Well, there must be a reason…..manufacturers don’t like making anything that doesn’t sell nowadays, so maybe they have insight that we don’t….


----------



## LateStarter (Mar 12, 2016)

shaygetz said:


> Mantua "Little Six", one of my best runners...


Very nice. 
Like I mentioned...
They were halfway decent pullers.


----------



## steamloco (Jul 18, 2017)

Please, i don't want this comment divert this tread, but i think that applies to all "smallish" engines from 0-4-0 to 2-6-2's; they are all MIA. If it doesn't have a pony truck of at least 4 wheels, 8 or more drivers and a trailing truck of 4 or more wheels, they won't make 'em.....I guess it must be we won't buy them.


----------



## LateStarter (Mar 12, 2016)

BLI and Walthers currently offer 4 & 6-wheeled locomotives with the _Plymouth diesel._
Walthers didn't come out with it in their Trainline series, they chose to present it in the more expensive Mainline genre.
I gather they're both doing quite well in sales.

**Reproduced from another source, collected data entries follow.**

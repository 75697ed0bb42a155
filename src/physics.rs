//! Per-frame movement model, loosely following the player's normal-state
//! update. Velocity is updated before position on every frame.
//!
//! Units are pixels and pixels/second; one step is one frame at 60 fps.

use crate::config::SimConfig;
use crate::inputs::InputSymbol;

pub const FRAME_RATE: f64 = 60.0;

/// Fractional digits kept on final results.
pub const RESULT_DECIMALS: i32 = 10;

// Horizontal.
const MAX_RUN: f64 = 90.0;
const MAX_RUN_HOLDING_SLOW: f64 = 70.0;
const RUN_ACCEL: f64 = 1000.0;
const RUN_REDUCE: f64 = 400.0;
const DUCK_FRICTION: f64 = 500.0;
const AIR_MULT: f64 = 0.65;
const COLD_CORE_MULT: f64 = 0.3;

// Vertical.
pub const MAX_FALL: f64 = 160.0;
const FAST_MAX_FALL: f64 = 240.0;
const FAST_MAX_ACCEL: f64 = 300.0;
const GRAVITY: f64 = 900.0;
const HALF_GRAV_THRESHOLD: f64 = 40.0;

const SPACE_MULT: f64 = 0.6;

#[derive(Clone, Copy, Debug, PartialEq)]
pub struct SimState {
    pub position: f64,
    pub velocity: f64,
}

/// Extra state carried by the vertical axis between frames.
#[derive(Clone, Copy, Debug, PartialEq)]
pub struct VerticalState {
    pub max_fall: f64,
    /// Frames of variable jump left. Drops to zero for good the first frame
    /// jump is released, and keeps counting down (saturating) after that.
    pub jump_timer: i32,
}

impl VerticalState {
    pub fn new(jump_timer: i32) -> Self {
        Self {
            max_fall: MAX_FALL,
            jump_timer,
        }
    }
}

/// Move `val` toward `target` by at most `max_move`, never past it.
#[inline]
pub fn approach(val: f64, target: f64, max_move: f64) -> f64 {
    if val <= target {
        (val + max_move).min(target)
    } else {
        (val - max_move).max(target)
    }
}

/// Round to [`RESULT_DECIMALS`] digits so equal outcomes compare equal.
/// Goes through the decimal text, which is correctly rounded at any
/// magnitude. Negative zero is folded into zero.
pub fn round_to_precision(value: f64) -> f64 {
    format!("{value:.prec$}", prec = RESULT_DECIMALS as usize)
        .parse::<f64>()
        .unwrap_or(value)
        + 0.0
}

#[inline]
fn sign(value: f64) -> f64 {
    if value == 0.0 {
        0.0
    } else {
        1f64.copysign(value)
    }
}

pub fn step_x(state: &mut SimState, input: InputSymbol, config: &SimConfig) {
    let move_x = input.move_x();

    if config.ducking && config.on_ground {
        state.velocity = approach(state.velocity, 0.0, DUCK_FRICTION / FRAME_RATE);
    } else {
        let mut mult = if config.on_ground { 1.0 } else { AIR_MULT };
        if config.on_ground && config.cold_core {
            mult *= COLD_CORE_MULT;
        }

        let mut max = if config.holdable_slow {
            MAX_RUN_HOLDING_SLOW
        } else {
            MAX_RUN
        };
        if config.in_space {
            max *= SPACE_MULT;
        }

        // Past max speed and still holding that way: slow down gently.
        let accel = if state.velocity.abs() <= max || sign(state.velocity) != move_x {
            RUN_ACCEL
        } else {
            RUN_REDUCE
        };
        state.velocity = approach(state.velocity, max * move_x, accel / FRAME_RATE * mult);
    }

    state.position += state.velocity / FRAME_RATE;
}

pub fn step_y(
    state: &mut SimState,
    vertical: &mut VerticalState,
    input: InputSymbol,
    config: &SimConfig,
) {
    let fast_fall = input == InputSymbol::Duck;
    let jump = input == InputSymbol::Jump;
    let jump_held = jump || config.auto_jump;

    let mut normal_max = MAX_FALL;
    let mut fast_max = FAST_MAX_FALL;
    if config.in_space {
        normal_max *= SPACE_MULT;
        fast_max *= SPACE_MULT;
    }

    let max_fall_target = if fast_fall && state.velocity >= normal_max {
        fast_max
    } else {
        normal_max
    };
    vertical.max_fall = approach(vertical.max_fall, max_fall_target, FAST_MAX_ACCEL / FRAME_RATE);

    let mut mult = if state.velocity.abs() <= HALF_GRAV_THRESHOLD && jump_held {
        0.5
    } else {
        1.0
    };
    if config.in_space {
        mult *= SPACE_MULT;
    }
    state.velocity = approach(state.velocity, vertical.max_fall, GRAVITY * mult / FRAME_RATE);

    if vertical.jump_timer > 0 {
        if jump_held {
            state.velocity = state.velocity.min(config.jump_speed);
        } else {
            vertical.jump_timer = 0;
        }
    }
    vertical.jump_timer = vertical.jump_timer.saturating_sub(1);

    state.position += state.velocity / FRAME_RATE;
}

So any argument that 4 & 6-wheel locomotives have fallen from favor IMO is b.s.
So why no steamers?


----------



## Lemonhawk (Sep 24, 2013)

Most likely the cost to make an 060 or 040 is similar to big locomotives and the manf. obviously think no one will buy such an animal. There might be some truth to that. The reason I bought Varney's little B&O 040 was that as a tenager it was the only steam engine I could afford.


----------



## LateStarter (Mar 12, 2016)

If a major manufacturer announced today that they were taking orders for a 4 or 6-wheeled steamer, I can confidently guarantee they'd sell out by July.


----------



## Old_Hobo (Feb 20, 2014)

So why won’t they? Maybe they know something that we don’t…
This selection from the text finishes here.